**Data to use**
// Copyright 2024 tison <wander4096@gmail.com>
//
// Licensed under the Apache License, Version 2.0 (the "License");
// you may not use this file except in compliance with the License.
// You may obtain a copy of the License at
//
//     http://www.apache.org/licenses/LICENSE-2.0
//
// Unless required by applicable law or agreed to in writing, software
// distributed under the License is distributed on an "AS IS" BASIS,
// WITHOUT WARRANTIES OR CONDITIONS OF ANY KIND, either express or implied.
// See the License for the specific language governing permissions and
// limitations under the License.

use std::io;

/// Errors produced while encoding or decoding record batches.
#[derive(Debug, thiserror::Error)]
pub enum CodecError {
    #[error("corrupt record: {0}")]
    CorruptRecord(String),

    #[error("crc check failed (record: {record_crc}, computed: {calc_crc})")]
    CrcCheckFailed { record_crc: u32, calc_crc: u32 },

    #[error("unsupported compression type id: {0}")]
    UnsupportedCompression(u8),

    #[error(transparent)]
    Io(#[from] io::Error),
}

pub type CodecResult<T> = Result<T, CodecError>;

pub(crate) fn err_corrupt(message: impl Into<String>) -> CodecError {
    CodecError::CorruptRecord(message.into())
}
// Copyright 2024 tison <wander4096@gmail.com>
//
// Licensed under the Apache License, Version 2.0 (the "License");
// you may not use this file except in compliance with the License.
// You may obtain a copy of the License at
//
//     http://www.apache.org/licenses/LICENSE-2.0
//
// Unless required by applicable law or agreed to in writing, software
// distributed under the License is distributed on an "AS IS" BASIS,
// WITHOUT WARRANTIES OR CONDITIONS OF ANY KIND, either express or implied.
// See the License for the specific language governing permissions and
// limitations under the License.

//! Kafka wraps Snappy payloads in the `org.xerial.snappy` chunked frame,
//! regardless of magic version: an 8-byte magic header, a version pair, then
//! a stream of `[len:i32][compressed chunk]` entries over raw Snappy blocks.

use byteorder::BigEndian;
use byteorder::ByteOrder;

use crate::error::err_corrupt;
use crate::error::CodecResult;

const XERIAL_MAGIC: [u8; 8] = [0x82, b'S', b'N', b'A', b'P', b'P', b'Y', 0x00];
const XERIAL_VERSION: i32 = 1;
const XERIAL_COMPATIBLE_VERSION: i32 = 1;
const DEFAULT_BLOCK_SIZE: usize = 32 * 1024;

pub(crate) fn compress(data: &[u8]) -> CodecResult<Vec<u8>> {
    let mut out = Vec::with_capacity(data.len());
    out.extend_from_slice(&XERIAL_MAGIC);
    let mut header = [0u8; 8];
    BigEndian::write_i32(&mut header[0..4], XERIAL_VERSION);
    BigEndian::write_i32(&mut header[4..8], XERIAL_COMPATIBLE_VERSION);
    out.extend_from_slice(&header);

    let mut encoder = snap::raw::Encoder::new();
    for chunk in data.chunks(DEFAULT_BLOCK_SIZE) {
        let compressed = encoder
            .compress_vec(chunk)
            .map_err(|e| err_corrupt(format!("snappy compress: {e}")))?;
        let mut len_buf = [0u8; 4];
        BigEndian::write_i32(&mut len_buf, compressed.len() as i32);
        out.extend_from_slice(&len_buf);
        out.extend_from_slice(&compressed);
    }
    Ok(out)
}

pub(crate) fn decompress(data: &[u8]) -> CodecResult<Vec<u8>> {
    if data.len() < 16 || data[0..8] != XERIAL_MAGIC {
        return decompress_unframed(data);
    }

    let mut decoder = snap::raw::Decoder::new();
    let mut out = Vec::new();
    let mut pos = 16;
    while pos < data.len() {
        if pos + 4 > data.len() {
            return Err(err_corrupt("truncated snappy chunk length"));
        }
        let chunk_len = BigEndian::read_i32(&data[pos..pos + 4]) as usize;
        pos += 4;
        if pos + chunk_len > data.len() {
            return Err(err_corrupt("truncated snappy chunk body"));
        }
        let chunk = decoder
            .decompress_vec(&data[pos..pos + chunk_len])
            .map_err(|e| err_corrupt(format!("snappy decompress: {e}")))?;
        out.extend_from_slice(&chunk);
        pos += chunk_len;
    }
    Ok(out)
}

/// Older producers may write a single unframed Snappy block; tolerate it.
fn decompress_unframed(data: &[u8]) -> CodecResult<Vec<u8>> {
    snap::raw::Decoder::new()
        .decompress_vec(data)
        .map_err(|e| err_corrupt(format!("snappy decompress: {e}")))
}

#[cfg(test)]
mod tests {
    use super::*;

    #[test]
    fn test_snappy_round_trip() {
        let data = b"hello world hello world hello world";
        let compressed = compress(data).unwrap();
        assert_eq!(compressed[0..8], XERIAL_MAGIC);
        assert_eq!(decompress(&compressed).unwrap(), data);
    }

    #[test]
    fn test_snappy_multi_chunk() {
        let data = vec![7u8; DEFAULT_BLOCK_SIZE * 2 + 123];
        let compressed = compress(&data).unwrap();
        assert_eq!(decompress(&compressed).unwrap(), data);
    }

    #[test]
    fn test_snappy_unframed_fallback() {
        let data = b"raw block, no xerial framing";
        let compressed = snap::raw::Encoder::new().compress_vec(data).unwrap();
        assert_eq!(decompress(&compressed).unwrap(), data);
    }
}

**Task**
Retype all the material exactly, missing nothing.

**Written answer**
// Copyright 2024 tison <wander4096@gmail.com>
//
// Licensed under the Apache License, Version 2.0 (the "License");
// you may not use this file except in compliance with the License.
// You may obtain a copy of the License at
//
//     http://www.apache.org/licenses/LICENSE-2.0
//
// Unless required by applicable law or agreed to in writing, software
// distributed under the License is distributed on an "AS IS" BASIS,
// WITHOUT WARRANTIES OR CONDITIONS OF ANY KIND, either express or implied.
// See the License for the specific language governing permissions and
// limitations under the License.

use std::io;

/// Errors produced while encoding or decoding record batches.
#[derive(Debug, thiserror::Error)]
pub enum CodecError {
    #[error("corrupt record: {0}")]
    CorruptRecord(String),

    #[error("crc check failed (record: {record_crc}, computed: {calc_crc})")]
    CrcCheckFailed { record_crc: u32, calc_crc: u32 },

    #[error("unsupported compression type id: {0}")]
    UnsupportedCompression(u8),

    #[error(transparent)]
    Io(#[from] io::Error),
}

pub type CodecResult<T> = Result<T, CodecError>;

pub(crate) fn err_corrupt(message: impl Into<String>) -> CodecError {
    CodecError::CorruptRecord(message.into())
}
// Copyright 2024 tison <wander4096@gmail.com>
//
// Licensed under the Apache License, Version 2.0 (the "License");
// you may not use this file except in compliance with the License.
// You may obtain a copy of the License at
//
//     http://www.apache.org/licenses/LICENSE-2.0
//
// Unless required by applicable law or agreed to in writing, software
// distributed under the License is distributed on an "AS IS" BASIS,
// WITHOUT WARRANTIES OR CONDITIONS OF ANY KIND, either express or implied.
// See the License for the specific language governing permissions and
// limitations under the License.

//! Kafka wraps Snappy payloads in the `org.xerial.snappy` chunked frame,
//! regardless of magic version: an 8-byte magic header, a version pair, then
//! a stream of `[len:i32][compressed chunk]` entries over raw Snappy blocks.

use byteorder::BigEndian;
use byteorder::ByteOrder;

use crate::error::err_corrupt;
use crate::error::CodecResult;

const XERIAL_MAGIC: [u8; 8] = [0x82, b'S', b'N', b'A', b'P', b'P', b'Y', 0x00];
const XERIAL_VERSION: i32 = 1;
const XERIAL_COMPATIBLE_VERSION: i32 = 1;
const DEFAULT_BLOCK_SIZE: usize = 32 * 1024;

pub(crate) fn compress(data: &[u8]) -> CodecResult<Vec<u8>> {
    let mut out = Vec::with_capacity(data.len());
    out.extend_from_slice(&XERIAL_MAGIC);
    let mut header = [0u8; 8];
    BigEndian::write_i32(&mut header[0..4], XERIAL_VERSION);
    BigEndian::write_i32(&mut header[4..8], XERIAL_COMPATIBLE_VERSION);
    out.extend_from_slice(&header);

    let mut encoder = snap::raw::Encoder::new();
    for chunk in data.chunks(DEFAULT_BLOCK_SIZE) {
        let compressed = encoder
            .compress_vec(chunk)
            .map_err(|e| err_corrupt(format!("snappy compress: {e}")))?;
        let mut len_buf = [0u8; 4];
        BigEndian::write_i32(&mut len_buf, compressed.len() as i32);
        out.extend_from_slice(&len_buf);
        out.extend_from_slice(&compressed);
    }
    Ok(out)
}

pub(crate) fn decompress(data: &[u8]) -> CodecResult<Vec<u8>> {
    if data.len() < 16 || data[0..8] != XERIAL_MAGIC {
        return decompress_unframed(data);
    }

    let mut decoder = snap::raw::Decoder::new();
    let mut out = Vec::new();
    let mut pos = 16;
    while pos < data.len() {
        if pos + 4 > data.len() {
            return Err(err_corrupt("truncated snappy chunk length"));
        }
        let chunk_len = BigEndian::read_i32(&data[pos..pos + 4]) as usize;
        pos += 4;
        if pos + chunk_len > data.len() {
            return Err(err_corrupt("truncated snappy chunk body"));
        }
        let chunk = decoder
            .decompress_vec(&data[pos..pos + chunk_len])
            .map_err(|e| err_corrupt(format!("snappy decompress: {e}")))?;
        out.extend_from_slice(&chunk);
        pos += chunk_len;
    }
    Ok(out)
}

/// Older producers may write a single unframed Snappy block; tolerate it.
fn decompress_unframed(data: &[u8]) -> CodecResult<Vec<u8>> {
    snap::raw::Decoder::new()
        .decompress_vec(data)
        .map_err(|e| err_corrupt(format!("snappy decompress: {e}")))
}

#[cfg(test)]
mod tests {
    use super::*;

    #[test]
    fn test_snappy_round_trip() {
        let data = b"hello world hello world hello world";
        let compressed = compress(data).unwrap();
        assert_eq!(compressed[0..8], XERIAL_MAGIC);
        assert_eq!(decompress(&compressed).unwrap(), data);
    }

    #[test]
    fn test_snappy_multi_chunk() {
        let data = vec![7u8; DEFAULT_BLOCK_SIZE * 2 + 123];
        let compressed = compress(&data).unwrap();
        assert_eq!(decompress(&compressed).unwrap(), data);
    }

    #[test]
    fn test_snappy_unframed_fallback() {
        let data = b"raw block, no xerial framing";
        let compressed = snap::raw::Encoder::new().compress_vec(data).unwrap();
        assert_eq!(decompress(&compressed).unwrap(), data);
    }
}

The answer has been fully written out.